Set down all of the entries precisely as they were written.

### Material shown
=== Section Start ===
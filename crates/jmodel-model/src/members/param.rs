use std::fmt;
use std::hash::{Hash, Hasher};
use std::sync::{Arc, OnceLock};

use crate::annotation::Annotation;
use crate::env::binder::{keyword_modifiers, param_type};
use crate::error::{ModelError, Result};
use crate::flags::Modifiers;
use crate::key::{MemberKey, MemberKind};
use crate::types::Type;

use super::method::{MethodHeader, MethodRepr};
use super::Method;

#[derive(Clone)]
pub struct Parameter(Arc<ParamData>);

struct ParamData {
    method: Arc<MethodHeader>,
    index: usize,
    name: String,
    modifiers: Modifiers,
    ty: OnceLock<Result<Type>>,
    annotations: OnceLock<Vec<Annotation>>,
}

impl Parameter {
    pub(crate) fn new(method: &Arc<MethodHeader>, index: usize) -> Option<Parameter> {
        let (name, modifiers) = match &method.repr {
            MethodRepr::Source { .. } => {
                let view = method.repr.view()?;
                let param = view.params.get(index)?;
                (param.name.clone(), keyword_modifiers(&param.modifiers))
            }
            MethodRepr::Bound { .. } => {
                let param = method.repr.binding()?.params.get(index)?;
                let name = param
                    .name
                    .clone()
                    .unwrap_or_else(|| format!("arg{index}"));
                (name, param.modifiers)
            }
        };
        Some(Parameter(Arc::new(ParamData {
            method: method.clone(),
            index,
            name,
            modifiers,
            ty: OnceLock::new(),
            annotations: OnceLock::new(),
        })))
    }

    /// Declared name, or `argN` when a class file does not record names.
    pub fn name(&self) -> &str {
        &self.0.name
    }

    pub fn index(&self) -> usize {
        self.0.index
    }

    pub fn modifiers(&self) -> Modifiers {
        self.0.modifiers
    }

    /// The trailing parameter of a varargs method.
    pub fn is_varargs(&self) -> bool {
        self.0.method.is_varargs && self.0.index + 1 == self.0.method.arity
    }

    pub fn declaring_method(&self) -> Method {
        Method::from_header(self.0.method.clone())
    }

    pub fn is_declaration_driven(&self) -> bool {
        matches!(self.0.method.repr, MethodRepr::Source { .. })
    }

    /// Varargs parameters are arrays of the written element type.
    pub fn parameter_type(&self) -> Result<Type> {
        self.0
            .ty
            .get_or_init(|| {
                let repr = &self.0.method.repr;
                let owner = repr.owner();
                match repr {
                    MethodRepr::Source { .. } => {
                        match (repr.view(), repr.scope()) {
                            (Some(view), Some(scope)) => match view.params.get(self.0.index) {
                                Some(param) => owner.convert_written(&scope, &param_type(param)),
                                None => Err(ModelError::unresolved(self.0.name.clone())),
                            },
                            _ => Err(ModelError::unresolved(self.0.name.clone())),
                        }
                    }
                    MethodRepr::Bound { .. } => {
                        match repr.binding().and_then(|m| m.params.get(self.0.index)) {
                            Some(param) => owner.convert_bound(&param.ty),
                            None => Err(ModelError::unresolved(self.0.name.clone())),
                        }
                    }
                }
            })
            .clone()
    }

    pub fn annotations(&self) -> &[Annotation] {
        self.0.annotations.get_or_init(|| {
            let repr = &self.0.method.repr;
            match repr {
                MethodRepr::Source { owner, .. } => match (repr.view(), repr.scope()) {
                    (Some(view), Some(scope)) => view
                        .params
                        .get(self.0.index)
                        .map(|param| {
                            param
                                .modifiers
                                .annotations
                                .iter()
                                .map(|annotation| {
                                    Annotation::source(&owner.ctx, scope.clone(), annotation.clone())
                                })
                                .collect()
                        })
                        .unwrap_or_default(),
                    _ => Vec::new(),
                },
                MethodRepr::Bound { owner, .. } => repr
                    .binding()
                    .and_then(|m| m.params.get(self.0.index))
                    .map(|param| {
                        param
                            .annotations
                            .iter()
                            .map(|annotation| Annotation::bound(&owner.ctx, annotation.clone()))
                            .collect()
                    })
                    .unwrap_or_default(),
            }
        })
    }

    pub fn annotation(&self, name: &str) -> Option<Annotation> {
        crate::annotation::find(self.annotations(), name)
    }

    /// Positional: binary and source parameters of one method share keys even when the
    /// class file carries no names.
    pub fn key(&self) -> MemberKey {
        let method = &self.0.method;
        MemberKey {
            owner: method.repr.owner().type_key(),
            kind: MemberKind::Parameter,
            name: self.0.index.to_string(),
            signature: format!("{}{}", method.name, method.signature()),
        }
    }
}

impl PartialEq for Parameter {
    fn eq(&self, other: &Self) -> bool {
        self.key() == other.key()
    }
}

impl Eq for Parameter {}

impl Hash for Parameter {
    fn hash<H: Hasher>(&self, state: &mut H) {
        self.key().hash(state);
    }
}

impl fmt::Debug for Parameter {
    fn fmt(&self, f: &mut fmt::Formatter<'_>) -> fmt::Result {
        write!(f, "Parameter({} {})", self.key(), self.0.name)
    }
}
=== Section End ===
### Response
filename crates/jmodel-model/src/members/param.rs
use std::fmt;
use std::hash::{Hash, Hasher};
use std::sync::{Arc, OnceLock};

use crate::annotation::Annotation;
use crate::env::binder::{keyword_modifiers, param_type};
use crate::error::{ModelError, Result};
use crate::flags::Modifiers;
use crate::key::{MemberKey, MemberKind};
use crate::types::Type;

use super::method::{MethodHeader, MethodRepr};
use super::Method;

#[derive(Clone)]
pub struct Parameter(Arc<ParamData>);

struct ParamData {
    method: Arc<MethodHeader>,
    index: usize,
    name: String,
    modifiers: Modifiers,
    ty: OnceLock<Result<Type>>,
    annotations: OnceLock<Vec<Annotation>>,
}

impl Parameter {
    pub(crate) fn new(method: &Arc<MethodHeader>, index: usize) -> Option<Parameter> {
        let (name, modifiers) = match &method.repr {
            MethodRepr::Source { .. } => {
                let view = method.repr.view()?;
                let param = view.params.get(index)?;
                (param.name.clone(), keyword_modifiers(&param.modifiers))
            }
            MethodRepr::Bound { .. } => {
                let param = method.repr.binding()?.params.get(index)?;
                let name = param
                    .name
                    .clone()
                    .unwrap_or_else(|| format!("arg{index}"));
                (name, param.modifiers)
            }
        };
        Some(Parameter(Arc::new(ParamData {
            method: method.clone(),
            index,
            name,
            modifiers,
            ty: OnceLock::new(),
            annotations: OnceLock::new(),
        })))
    }

    /// Declared name, or `argN` when a class file does not record names.
    pub fn name(&self) -> &str {
        &self.0.name
    }

    pub fn index(&self) -> usize {
        self.0.index
    }

    pub fn modifiers(&self) -> Modifiers {
        self.0.modifiers
    }

    /// The trailing parameter of a varargs method.
    pub fn is_varargs(&self) -> bool {
        self.0.method.is_varargs && self.0.index + 1 == self.0.method.arity
    }

    pub fn declaring_method(&self) -> Method {
        Method::from_header(self.0.method.clone())
    }

    pub fn is_declaration_driven(&self) -> bool {
        matches!(self.0.method.repr, MethodRepr::Source { .. })
    }

    /// Varargs parameters are arrays of the written element type.
    pub fn parameter_type(&self) -> Result<Type> {
        self.0
            .ty
            .get_or_init(|| {
                let repr = &self.0.method.repr;
                let owner = repr.owner();
                match repr {
                    MethodRepr::Source { .. } => {
                        match (repr.view(), repr.scope()) {
                            (Some(view), Some(scope)) => match view.params.get(self.0.index) {
                                Some(param) => owner.convert_written(&scope, &param_type(param)),
                                None => Err(ModelError::unresolved(self.0.name.clone())),
                            },
                            _ => Err(ModelError::unresolved(self.0.name.clone())),
                        }
                    }
                    MethodRepr::Bound { .. } => {
                        match repr.binding().and_then(|m| m.params.get(self.0.index)) {
                            Some(param) => owner.convert_bound(&param.ty),
                            None => Err(ModelError::unresolved(self.0.name.clone())),
                        }
                    }
                }
            })
            .clone()
    }

    pub fn annotations(&self) -> &[Annotation] {
        self.0.annotations.get_or_init(|| {
            let repr = &self.0.method.repr;
            match repr {
                MethodRepr::Source { owner, .. } => match (repr.view(), repr.scope()) {
                    (Some(view), Some(scope)) => view
                        .params
                        .get(self.0.index)
                        .map(|param| {
                            param
                                .modifiers
                                .annotations
                                .iter()
                                .map(|annotation| {
                                    Annotation::source(&owner.ctx, scope.clone(), annotation.clone())
                                })
                                .collect()
                        })
                        .unwrap_or_default(),
                    _ => Vec::new(),
                },
                MethodRepr::Bound { owner, .. } => repr
                    .binding()
                    .and_then(|m| m.params.get(self.0.index))
                    .map(|param| {
                        param
                            .annotations
                            .iter()
                            .map(|annotation| Annotation::bound(&owner.ctx, annotation.clone()))
                            .collect()
                    })
                    .unwrap_or_default(),
            }
        })
    }

    pub fn annotation(&self, name: &str) -> Option<Annotation> {
        crate::annotation::find(self.annotations(), name)
    }

    /// Positional: binary and source parameters of one method share keys even when the
    /// class file carries no names.
    pub fn key(&self) -> MemberKey {
        let method = &self.0.method;
        MemberKey {
            owner: method.repr.owner().type_key(),
            kind: MemberKind::Parameter,
            name: self.0.index.to_string(),
            signature: format!("{}{}", method.name, method.signature()),
        }
    }
}

impl PartialEq for Parameter {
    fn eq(&self, other: &Self) -> bool {
        self.key() == other.key()
    }
}

impl Eq for Parameter {}

impl Hash for Parameter {
    fn hash<H: Hasher>(&self, state: &mut H) {
        self.key().hash(state);
    }
}

impl fmt::Debug for Parameter {
    fn fmt(&self, f: &mut fmt::Formatter<'_>) -> fmt::Result {
        write!(f, "Parameter({} {})", self.key(), self.0.name)
    }
}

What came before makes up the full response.